Blew my top

I can't go on like this. That bitch won't relent. I have only so much income. She doesn't care that I NEED medical care, won't have $ to pay for medicine, or that after tonight I will have 2 walk 4 miles in a bad neighborhood to get to work because I can't afford to pay $60/wk just to get to work, plus her $100/wk, then theres phone bill/mo and weekly Rx/bus money/food money/my check is GONE. I've explained tonight for the 999,999th time & she won't budge, so fine. I don't see that I have any other alternative other than to leave. Fucking Christ I can't seem to find any way AROUND this!!!

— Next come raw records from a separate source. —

use std::time::Duration;

use tokio::sync::{mpsc, watch};
use tokio::task::JoinHandle;
use tokio::time::{Instant, MissedTickBehavior};
use tracing::debug;

const TICK: Duration = Duration::from_secs(1);

#[derive(Debug, Clone, Copy, PartialEq, Eq)]
pub enum CountdownEvent {
    Tick { remaining: Duration },
    Finished,
}

#[derive(Debug, Clone, Copy, PartialEq, Eq)]
enum Control {
    Running,
    Paused,
    Cancelled,
}

/// One-second countdown running as its own task.
///
/// Pausing stops the clock; resuming starts a fresh one-second tick, so a
/// partially elapsed second is not counted. The task is aborted when the
/// countdown is dropped.
#[derive(Debug)]
pub struct Countdown {
    control: watch::Sender<Control>,
    events: mpsc::UnboundedReceiver<CountdownEvent>,
    task: JoinHandle<()>,
}

impl Countdown {
    /// # Panics
    ///
    /// Panics when called outside a Tokio runtime.
    #[must_use]
    pub fn start(total: Duration) -> Self {
        let (control, control_rx) = watch::channel(Control::Running);
        let (events_tx, events) = mpsc::unbounded_channel();
        let task = tokio::spawn(run(total, control_rx, events_tx));
        Self {
            control,
            events,
            task,
        }
    }

    pub fn pause(&self) {
        self.set(Control::Paused);
    }

    pub fn resume(&self) {
        self.set(Control::Running);
    }

    pub fn cancel(&self) {
        self.set(Control::Cancelled);
    }

    fn set(&self, next: Control) {
        self.control.send_if_modified(|current| {
            if *current == Control::Cancelled || *current == next {
                return false;
            }
            *current = next;
            true
        });
    }

    #[must_use]
    pub fn is_paused(&self) -> bool {
        *self.control.borrow() == Control::Paused
    }

    /// Next tick or the final `Finished`; `None` once the task has stopped.
    pub async fn next_event(&mut self) -> Option<CountdownEvent> {
        self.events.recv().await
    }

    /// Wait until the countdown reaches zero.
    ///
    /// Returns `false` if it was cancelled first.
    pub async fn finished(&mut self) -> bool {
        while let Some(event) = self.events.recv().await {
            if event == CountdownEvent::Finished {
                return true;
            }
        }
        false
    }
}

impl Drop for Countdown {
    fn drop(&mut self) {
        self.task.abort();
    }
}

async fn run(
    total: Duration,
    mut control: watch::Receiver<Control>,
    events: mpsc::UnboundedSender<CountdownEvent>,
) {
    let mut remaining = total;
    if remaining.is_zero() {
        let _ = events.send(CountdownEvent::Finished);
        return;
    }

    let mut ticker = tokio::time::interval_at(Instant::now() + TICK, TICK);
    ticker.set_missed_tick_behavior(MissedTickBehavior::Delay);

    loop {
        let state = *control.borrow_and_update();
        match state {
            Control::Cancelled => {
                debug!(?remaining, "countdown cancelled");
                return;
            }
            Control::Paused => {
                if control.changed().await.is_err() {
                    return;
                }
                ticker.reset();
                continue;
            }
            Control::Running => {}
        }

        tokio::select! {
            changed = control.changed() => {
                if changed.is_err() {
                    return;
                }
            }
            _ = ticker.tick() => {
                remaining = remaining.saturating_sub(TICK);
                if remaining.is_zero() {
                    let _ = events.send(CountdownEvent::Finished);
                    return;
                }
                if events.send(CountdownEvent::Tick { remaining }).is_err() {
                    return;
                }
            }
        }
    }
}

#[cfg(test)]
mod tests {
    use super::*;

    #[tokio::test(start_paused = true)]
    async fn ticks_down_to_finished() {
        let mut countdown = Countdown::start(Duration::from_secs(3));
        assert_eq!(
            countdown.next_event().await,
            Some(CountdownEvent::Tick {
                remaining: Duration::from_secs(2)
            })
        );
        assert_eq!(
            countdown.next_event().await,
            Some(CountdownEvent::Tick {
                remaining: Duration::from_secs(1)
            })
        );
        assert_eq!(countdown.next_event().await, Some(CountdownEvent::Finished));
        assert_eq!(countdown.next_event().await, None);
    }

    #[tokio::test(start_paused = true)]
    async fn pause_freezes_remaining_time() {
        let started = Instant::now();
        let mut countdown = Countdown::start(Duration::from_secs(2));
        assert!(matches!(
            countdown.next_event().await,
            Some(CountdownEvent::Tick { .. })
        ));

        countdown.pause();
        assert!(countdown.is_paused());
        tokio::time::sleep(Duration::from_secs(30)).await;
        countdown.resume();

        assert!(countdown.finished().await);
        assert!(started.elapsed() >= Duration::from_secs(32));
    }

    #[tokio::test(start_paused = true)]
    async fn cancel_stops_without_finishing() {
        let mut countdown = Countdown::start(Duration::from_secs(10));
        countdown.cancel();
        assert!(!countdown.finished().await);
    }
}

On the up side, I can't believe my famous 1/2 bro actually said YES to allowing me 2 connect with him on FB. No, it's not a GROUP or CLUB
page, it's the real deal. Granted, it's only a fucking FB friend add, but still, I so fully expected to be denied the add. I'm glad he accepted me,
I've kept it simple, no asking for anything, no "hey u remember me..." blah blah, merely a simple "hi howya doin," generic sentence. That's
all I wrote. I'm keeping it simple & hell I doubt it will ever go beyond that, unless & until I get some of my scandalous, but good writings
published & in circulation. I really should. I know I'm good, but again, it's just a matter of overcoming this fucked up lazy gene & perhaps this,
"let's not try so we don't fail," crap or whatever way my brain is defectively wired.

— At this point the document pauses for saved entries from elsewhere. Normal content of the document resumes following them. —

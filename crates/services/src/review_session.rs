use std::collections::{BTreeSet, VecDeque};
use std::fmt;

use chrono::{DateTime, Utc};
use serde::{Deserialize, Serialize};
use tracing::{debug, info};

use learn_core::Clock;
use learn_core::model::{
    AcceptedAnswers, AnswerRecord, Difficulty, EventPayload, Flashcard, PracticeId, PracticeMode,
    PracticeQuestion, PracticeSession, QuestionId, QuestionKind, ReviewOutcome, percent,
};
use learn_core::scheduler::{AppliedReview, Scheduler};
use learn_core::time::seconds_f64;

use crate::error::SessionError;
use crate::practice::{PracticeHooks, PracticeResult};

//
// ─── SUMMARY ───────────────────────────────────────────────────────────────────
//

/// Figures of a finished flashcard review.
#[derive(Debug, Clone, PartialEq, Serialize, Deserialize)]
#[serde(rename_all = "camelCase")]
pub struct ReviewSummary {
    pub practice_id: PracticeId,
    /// Graded cards (skips excluded).
    pub cards_reviewed: u32,
    pub correct: u32,
    pub incorrect: u32,
    pub skipped: u32,
    pub elapsed_seconds: f64,
    pub average_response_seconds: f64,
    /// Correct over graded, in percent.
    pub accuracy: f64,
    /// Topics with at least one incorrect card.
    pub weak_topics: BTreeSet<String>,
}

//
// ─── SESSION ───────────────────────────────────────────────────────────────────
//

/// Steps through a scheduled flashcard queue.
///
/// The front of the queue is the current card; it is timed from the moment
/// it became current. A skipped card goes to the back of the queue
/// unchanged. The session completes when the queue is empty or on
/// [`ReviewSession::finish_at`].
pub struct ReviewSession {
    scheduler: Scheduler,
    queue: VecDeque<Flashcard>,
    reviewed: Vec<Flashcard>,
    practice: PracticeSession,
    current_since: DateTime<Utc>,
    skipped: u32,
    weak_topics: BTreeSet<String>,
    summary: Option<ReviewSummary>,
    hooks: PracticeHooks,
    clock: Clock,
}

impl ReviewSession {
    /// # Errors
    ///
    /// Returns `SessionError::Empty` when no card was scheduled.
    pub fn start(
        deck: Vec<Flashcard>,
        session_size: usize,
        scheduler: Scheduler,
        hooks: PracticeHooks,
        clock: Clock,
    ) -> Result<Self, SessionError> {
        Self::start_at(deck, session_size, scheduler, hooks, clock, clock.now())
    }

    /// Schedule up to `session_size` cards from `deck` and start reviewing.
    ///
    /// # Errors
    ///
    /// Returns `SessionError::Empty` when no card was scheduled.
    pub fn start_at(
        deck: Vec<Flashcard>,
        session_size: usize,
        scheduler: Scheduler,
        hooks: PracticeHooks,
        clock: Clock,
        now: DateTime<Utc>,
    ) -> Result<Self, SessionError> {
        let queue: VecDeque<Flashcard> = scheduler.schedule_owned(deck, session_size, now).into();
        if queue.is_empty() {
            return Err(SessionError::Empty);
        }

        let questions: Vec<PracticeQuestion> = queue.iter().filter_map(card_question).collect();
        let difficulty = queue.front().map_or(Difficulty::default(), Flashcard::difficulty);
        let practice = PracticeSession::start(PracticeMode::Flashcards, questions, difficulty, now);

        info!(practice_id = %practice.id(), cards = queue.len(), "flashcard review started");
        hooks.emit(EventPayload::PracticeStarted {
            practice_id: practice.id(),
            mode: PracticeMode::Flashcards,
        });

        Ok(Self {
            scheduler,
            queue,
            reviewed: Vec::new(),
            practice,
            current_since: now,
            skipped: 0,
            weak_topics: BTreeSet::new(),
            summary: None,
            hooks,
            clock,
        })
    }

    #[must_use]
    pub fn current_card(&self) -> Option<&Flashcard> {
        if self.is_complete() {
            return None;
        }
        self.queue.front()
    }

    #[must_use]
    pub fn remaining(&self) -> usize {
        if self.is_complete() { 0 } else { self.queue.len() }
    }

    #[must_use]
    pub fn is_complete(&self) -> bool {
        self.summary.is_some()
    }

    #[must_use]
    pub fn summary(&self) -> Option<&ReviewSummary> {
        self.summary.as_ref()
    }

    #[must_use]
    pub fn practice(&self) -> &PracticeSession {
        &self.practice
    }

    /// # Errors
    ///
    /// See [`ReviewSession::answer_at`].
    pub fn answer(&mut self, outcome: ReviewOutcome) -> Result<AppliedReview, SessionError> {
        self.answer_at(outcome, self.clock.now())
    }

    /// Apply an outcome to the current card and move on.
    ///
    /// # Errors
    ///
    /// Returns `SessionError::Completed` once the session has finished.
    pub fn answer_at(
        &mut self,
        outcome: ReviewOutcome,
        now: DateTime<Utc>,
    ) -> Result<AppliedReview, SessionError> {
        if self.is_complete() {
            return Err(SessionError::Completed);
        }
        let mut card = self.queue.pop_front().ok_or(SessionError::Completed)?;
        let response_ms = u64::try_from((now - self.current_since).num_milliseconds()).unwrap_or(0);
        let applied = self.scheduler.apply_outcome(&mut card, outcome, now);

        self.hooks.emit(EventPayload::FlashcardReviewed {
            card_id: card.id(),
            outcome,
            response_ms,
        });

        if outcome.is_graded() {
            let correct = outcome == ReviewOutcome::Correct;
            if !correct {
                self.weak_topics.insert(card.topic().to_owned());
            }
            self.practice.record_answer(AnswerRecord {
                question_id: QuestionId::new(card.id().value()),
                topic: card.topic().to_owned(),
                correct,
                response_ms,
                points_awarded: u32::from(correct),
                answered_at: now,
            })?;
            debug!(card_id = %card.id(), level = applied.level, ?outcome, "card reviewed");
            self.reviewed.push(card);
        } else {
            self.skipped += 1;
            self.queue.push_back(card);
        }

        self.current_since = now;
        if self.queue.is_empty() {
            self.finish_internal(now)?;
        }
        Ok(applied)
    }

    /// # Errors
    ///
    /// See [`ReviewSession::finish_at`].
    pub fn finish(&mut self) -> Result<ReviewSummary, SessionError> {
        self.finish_at(self.clock.now())
    }

    /// End the session early; cards still queued stay untouched.
    ///
    /// # Errors
    ///
    /// Returns `SessionError::Completed` if already finished.
    pub fn finish_at(&mut self, now: DateTime<Utc>) -> Result<ReviewSummary, SessionError> {
        if self.is_complete() {
            return Err(SessionError::Completed);
        }
        self.finish_internal(now)
    }

    /// Every card of the session (reviewed first, then untouched) and the
    /// practice record for the host's history.
    #[must_use]
    pub fn into_parts(self) -> (Vec<Flashcard>, PracticeSession) {
        let mut cards = self.reviewed;
        cards.extend(self.queue);
        (cards, self.practice)
    }

    fn finish_internal(&mut self, now: DateTime<Utc>) -> Result<ReviewSummary, SessionError> {
        let elapsed = (now - self.practice.start_time()).max(chrono::Duration::zero());
        self.practice.complete(now, elapsed)?;

        let correct = self.practice.correct_count();
        let graded = self.practice.answered_count();
        let summary = ReviewSummary {
            practice_id: self.practice.id(),
            cards_reviewed: graded,
            correct,
            incorrect: self.practice.incorrect_count(),
            skipped: self.skipped,
            elapsed_seconds: seconds_f64(elapsed),
            average_response_seconds: self.practice.average_response_seconds(),
            accuracy: percent(correct, graded),
            weak_topics: self.weak_topics.clone(),
        };

        info!(
            practice_id = %summary.practice_id,
            reviewed = summary.cards_reviewed,
            skipped = summary.skipped,
            accuracy = summary.accuracy,
            "flashcard review finished"
        );
        self.hooks.completed(&PracticeResult::Flashcards(summary.clone()));
        self.summary = Some(summary.clone());
        Ok(summary)
    }
}

/// Practice record entry for a card, so flashcard sessions feed topic analytics.
fn card_question(card: &Flashcard) -> Option<PracticeQuestion> {
    PracticeQuestion::new(
        QuestionId::new(card.id().value()),
        QuestionKind::FreeText,
        card.front(),
        AcceptedAnswers::one(card.back()),
        card.difficulty(),
        card.topic(),
        0,
        1,
    )
    .ok()
}

impl fmt::Debug for ReviewSession {
    fn fmt(&self, f: &mut fmt::Formatter<'_>) -> fmt::Result {
        f.debug_struct("ReviewSession")
            .field("practice_id", &self.practice.id())
            .field("queued", &self.queue.len())
            .field("reviewed", &self.reviewed.len())
            .field("skipped", &self.skipped)
            .field("complete", &self.is_complete())
            .finish_non_exhaustive()
    }
}

//
// ─── TESTS ─────────────────────────────────────────────────────────────────────
//

#[cfg(test)]
mod tests {
    use super::*;
    use chrono::Duration;
    use learn_core::model::CardId;
    use learn_core::time::fixed_now;

    fn card(id: u64, topic: &str) -> Flashcard {
        Flashcard::new(CardId::new(id), format!("front {id}"), "back", topic, Difficulty::default())
            .unwrap()
    }

    fn session(cards: Vec<Flashcard>, size: usize) -> ReviewSession {
        ReviewSession::start_at(
            cards,
            size,
            Scheduler::new(),
            PracticeHooks::new(),
            Clock::default(),
            fixed_now(),
        )
        .unwrap()
    }

    #[test]
    fn empty_deck_is_rejected() {
        let err = ReviewSession::start_at(
            Vec::new(),
            10,
            Scheduler::new(),
            PracticeHooks::new(),
            Clock::default(),
            fixed_now(),
        )
        .unwrap_err();
        assert_eq!(err, SessionError::Empty);
    }

    #[test]
    fn reviews_every_card_then_completes() {
        let start = fixed_now();
        let mut s = session(vec![card(1, "rust"), card(2, "sql"), card(3, "rust")], 10);

        s.answer_at(ReviewOutcome::Correct, start + Duration::seconds(4)).unwrap();
        s.answer_at(ReviewOutcome::Incorrect, start + Duration::seconds(10)).unwrap();
        s.answer_at(ReviewOutcome::Correct, start + Duration::seconds(12)).unwrap();

        let summary = s.summary().unwrap().clone();
        assert_eq!(summary.cards_reviewed, 3);
        assert_eq!((summary.correct, summary.incorrect, summary.skipped), (2, 1, 0));
        assert!((summary.average_response_seconds - 4.0).abs() < 1e-9);
        assert_eq!(summary.elapsed_seconds, 12.0);
        assert_eq!(summary.weak_topics, BTreeSet::from(["sql".to_owned()]));
        assert_eq!(
            s.answer_at(ReviewOutcome::Correct, start),
            Err(SessionError::Completed)
        );

        let (cards, practice) = s.into_parts();
        assert!(practice.is_complete());
        assert_eq!(cards.iter().map(Flashcard::review_count).sum::<u32>(), 3);
    }

    #[test]
    fn skip_moves_card_to_back_unchanged() {
        let start = fixed_now();
        let mut s = session(vec![card(1, "a"), card(2, "b")], 10);

        s.answer_at(ReviewOutcome::Skip, start).unwrap();
        assert_eq!(s.current_card().unwrap().id(), CardId::new(2));
        s.answer_at(ReviewOutcome::Correct, start).unwrap();

        let skipped = s.current_card().unwrap();
        assert_eq!(skipped.id(), CardId::new(1));
        assert_eq!(skipped.review_count(), 0);
        assert_eq!(skipped.next_review_due_at(), None);

        s.answer_at(ReviewOutcome::Correct, start).unwrap();
        assert_eq!(s.summary().unwrap().skipped, 1);
    }

    #[test]
    fn early_finish_keeps_queued_cards_untouched() {
        let mut s = session(vec![card(1, "a"), card(2, "b"), card(3, "c")], 2);
        assert_eq!(s.remaining(), 2);
        s.answer_at(ReviewOutcome::Correct, fixed_now()).unwrap();

        let summary = s.finish_at(fixed_now() + Duration::minutes(1)).unwrap();
        assert_eq!(summary.cards_reviewed, 1);
        assert_eq!(summary.accuracy, 100.0);
        assert_eq!(s.remaining(), 0);

        let (cards, _) = s.into_parts();
        assert_eq!(cards.len(), 2);
        assert_eq!(cards[1].review_count(), 0);
    }
}
//! Shared error types for the services crate.

use thiserror::Error;

use learn_core::model::{HistoryError, PracticeError};

/// Invalid collector or practice configuration.
#[derive(Debug, Error, Clone, PartialEq)]
#[non_exhaustive]
pub enum ConfigError {
    #[error("batch size must be greater than zero")]
    ZeroBatchSize,
    #[error("flush interval must be greater than zero")]
    ZeroFlushInterval,
    #[error("session duration must be greater than zero")]
    ZeroSessionDuration,
    #[error("target rate must be a positive number, got {0}")]
    InvalidTargetRate(f64),
    #[error("penalty fraction must be within [0, 1], got {0}")]
    InvalidPenaltyFraction(f64),
    #[error("{var} has an invalid value: {value:?}")]
    Env { var: &'static str, value: String },
}

/// Errors emitted by an `EventSink`.
#[derive(Debug, Error)]
#[non_exhaustive]
pub enum SinkError {
    #[error("ingestion endpoint returned status {0}")]
    HttpStatus(reqwest::StatusCode),
    #[error(transparent)]
    Http(#[from] reqwest::Error),
    #[error("sink rejected the batch: {0}")]
    Rejected(String),
}

/// Errors emitted by the telemetry collector.
#[derive(Debug, Error)]
#[non_exhaustive]
pub enum TelemetryError {
    #[error("delivery of {events} events failed; they were re-queued")]
    Delivery {
        events: usize,
        #[source]
        source: SinkError,
    },
    #[error("flush worker stopped unexpectedly")]
    WorkerStopped,
}

/// Errors emitted by review, drill and quiz sessions.
#[derive(Debug, Error, Clone, PartialEq)]
#[non_exhaustive]
pub enum SessionError {
    #[error("no cards or questions available for session")]
    Empty,
    #[error("session already completed")]
    Completed,
    #[error("session is not paused")]
    NotPaused,
    #[error(transparent)]
    Practice(#[from] PracticeError),
    #[error(transparent)]
    History(#[from] HistoryError),
    #[error(transparent)]
    Config(#[from] ConfigError),
}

Tried to buy car yesterday. Short story, another freaken nightmare, I put $ out, the damn thing broke, I got my $ back today + a ride home
after work this morning. And more criticism from my SMOTHER of course, who never fails to remind me about how "you haven't paid rent
in a year" blah blah, yeah fuck you bitch. I HAVE been paying at least $250-$300/mo the last fucking year but she goes off about how that
doesn't go towards rent, only the damn loan for the lawyer back in Jan 2007, just as I knew she would. After the car broke last night, hell
I'm gona shower, deal with the bitch. IM SO MAD!! I am tired of being reminded of how FUCK HER!!!

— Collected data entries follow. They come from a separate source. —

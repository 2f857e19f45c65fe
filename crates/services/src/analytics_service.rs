use chrono::{DateTime, FixedOffset, Utc};
use tracing::debug;

use learn_core::analytics::{AnalyticsReport, ReportContext, TimeRange, aggregate};
use learn_core::model::{PracticeSession, SessionHistory};

/// Range selection for the analytics view.
///
/// Holds no practice data; every report is computed from the host's history
/// snapshot passed by reference.
#[derive(Debug, Clone, Copy, Default, PartialEq, Eq)]
pub struct AnalyticsService {
    range: TimeRange,
}

impl AnalyticsService {
    #[must_use]
    pub fn new(range: TimeRange) -> Self {
        Self { range }
    }

    #[must_use]
    pub fn range(&self) -> TimeRange {
        self.range
    }

    pub fn set_range(&mut self, range: TimeRange) {
        if self.range != range {
            debug!(from = %self.range, to = %range, "analytics range changed");
            self.range = range;
        }
    }

    /// Aggregate `sessions` for the selected range. `offset` defines calendar days.
    #[must_use]
    pub fn report(
        &self,
        sessions: &[PracticeSession],
        now: DateTime<Utc>,
        offset: FixedOffset,
    ) -> AnalyticsReport {
        let ctx = ReportContext::new(now, self.range).with_offset(offset);
        aggregate(sessions, &ctx)
    }

    #[must_use]
    pub fn report_history(
        &self,
        history: &SessionHistory,
        now: DateTime<Utc>,
        offset: FixedOffset,
    ) -> AnalyticsReport {
        self.report(history.as_slice(), now, offset)
    }
}

#[cfg(test)]
mod tests {
    use super::*;
    use chrono::{Duration, Offset};
    use learn_core::model::{AnswerRecord, Difficulty, PracticeMode, QuestionId};
    use learn_core::time::fixed_now;

    fn closed_session(at: DateTime<Utc>, correct: bool) -> PracticeSession {
        let mut session = PracticeSession::start(PracticeMode::Quiz, Vec::new(), Difficulty::default(), at);
        session
            .record_answer(AnswerRecord {
                question_id: QuestionId::new(1),
                topic: "rust".into(),
                correct,
                response_ms: 1_000,
                points_awarded: u32::from(correct),
                answered_at: at,
            })
            .unwrap();
        session.complete(at + Duration::minutes(10), Duration::minutes(10)).unwrap();
        session
    }

    #[test]
    fn range_selection_filters_report() {
        let now = fixed_now();
        let mut history = SessionHistory::new();
        history.append(closed_session(now - Duration::days(40), false)).unwrap();
        history.append(closed_session(now - Duration::days(1), true)).unwrap();

        let mut service = AnalyticsService::default();
        assert_eq!(service.range(), TimeRange::Last30Days);
        let recent = service.report_history(&history, now, Utc.fix());
        assert_eq!(recent.summary.session_count, 1);

        service.set_range(TimeRange::AllTime);
        let all = service.report_history(&history, now, Utc.fix());
        assert_eq!(all.summary.session_count, 2);
        assert_eq!(all.streak, recent.streak);
    }

    #[test]
    fn empty_history_gives_empty_report() {
        let service = AnalyticsService::new(TimeRange::Last7Days);
        let report = service.report(&[], fixed_now(), Utc.fix());
        assert!(report.is_empty());
    }
}
use std::fmt;

use chrono::Duration;
use serde::{Deserialize, Serialize};

use crate::time::seconds_f64;

/// Drill throughput band, by answers per minute.
#[derive(Debug, Clone, Copy, PartialEq, Eq, Hash, PartialOrd, Ord, Serialize, Deserialize)]
#[serde(rename_all = "snake_case")]
pub enum SpeedTier {
    Beginner,
    Intermediate,
    Advanced,
    Expert,
    Master,
}

impl SpeedTier {
    /// <20 Beginner, 20–29 Intermediate, 30–44 Advanced, 45–59 Expert, ≥60 Master.
    #[must_use]
    pub fn from_rate(per_minute: f64) -> Self {
        match per_minute {
            r if r >= 60.0 => Self::Master,
            r if r >= 45.0 => Self::Expert,
            r if r >= 30.0 => Self::Advanced,
            r if r >= 20.0 => Self::Intermediate,
            _ => Self::Beginner,
        }
    }

    #[must_use]
    pub fn label(&self) -> &'static str {
        match self {
            Self::Beginner => "Beginner",
            Self::Intermediate => "Intermediate",
            Self::Advanced => "Advanced",
            Self::Expert => "Expert",
            Self::Master => "Master",
        }
    }
}

impl fmt::Display for SpeedTier {
    fn fmt(&self, f: &mut fmt::Formatter<'_>) -> fmt::Result {
        f.write_str(self.label())
    }
}

/// Answers per minute of active time; 0 when no time has elapsed.
#[must_use]
pub fn answers_per_minute(answered: u32, active: Duration) -> f64 {
    let minutes = seconds_f64(active) / 60.0;
    if minutes <= 0.0 {
        return 0.0;
    }
    f64::from(answered) / minutes
}

#[cfg(test)]
mod tests {
    use super::*;

    #[test]
    fn ten_answers_in_five_minutes_is_beginner() {
        let rate = answers_per_minute(10, Duration::seconds(300));
        assert!((rate - 2.0).abs() < f64::EPSILON);
        assert_eq!(SpeedTier::from_rate(rate), SpeedTier::Beginner);
    }

    #[test]
    fn tier_boundaries() {
        assert_eq!(SpeedTier::from_rate(19.9), SpeedTier::Beginner);
        assert_eq!(SpeedTier::from_rate(20.0), SpeedTier::Intermediate);
        assert_eq!(SpeedTier::from_rate(30.0), SpeedTier::Advanced);
        assert_eq!(SpeedTier::from_rate(45.0), SpeedTier::Expert);
        assert_eq!(SpeedTier::from_rate(60.0), SpeedTier::Master);
        assert!(SpeedTier::Master > SpeedTier::Advanced);
    }

    #[test]
    fn zero_elapsed_gives_zero_rate() {
        assert_eq!(answers_per_minute(5, Duration::zero()), 0.0);
        assert_eq!(answers_per_minute(5, Duration::seconds(-3)), 0.0);
    }
}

I'm too angry to write. Bottom line: Again the bitch is saying $400/mo & go buy car from used car lot.....I. CANT. AFFORD. TO. ON. MY.
LOUSY. LOW. MOTHERFUCKING. INCOME!!!!!!!! She will not hear me. She demanded her $500 back, therefore, I see no other choice than
to tell her to fuck herself, I WILL PAY HER HER GODDAMNED DUMB ASS LOAN IN 3 MONTHS. I'm done wi9th this dumb no $ to buy a car
shit, fuck her I should rent cheap room in city where I work that way I can at least put this freaken survival headache behind me!!!!! right now
i hate her every bit as much as she hates me.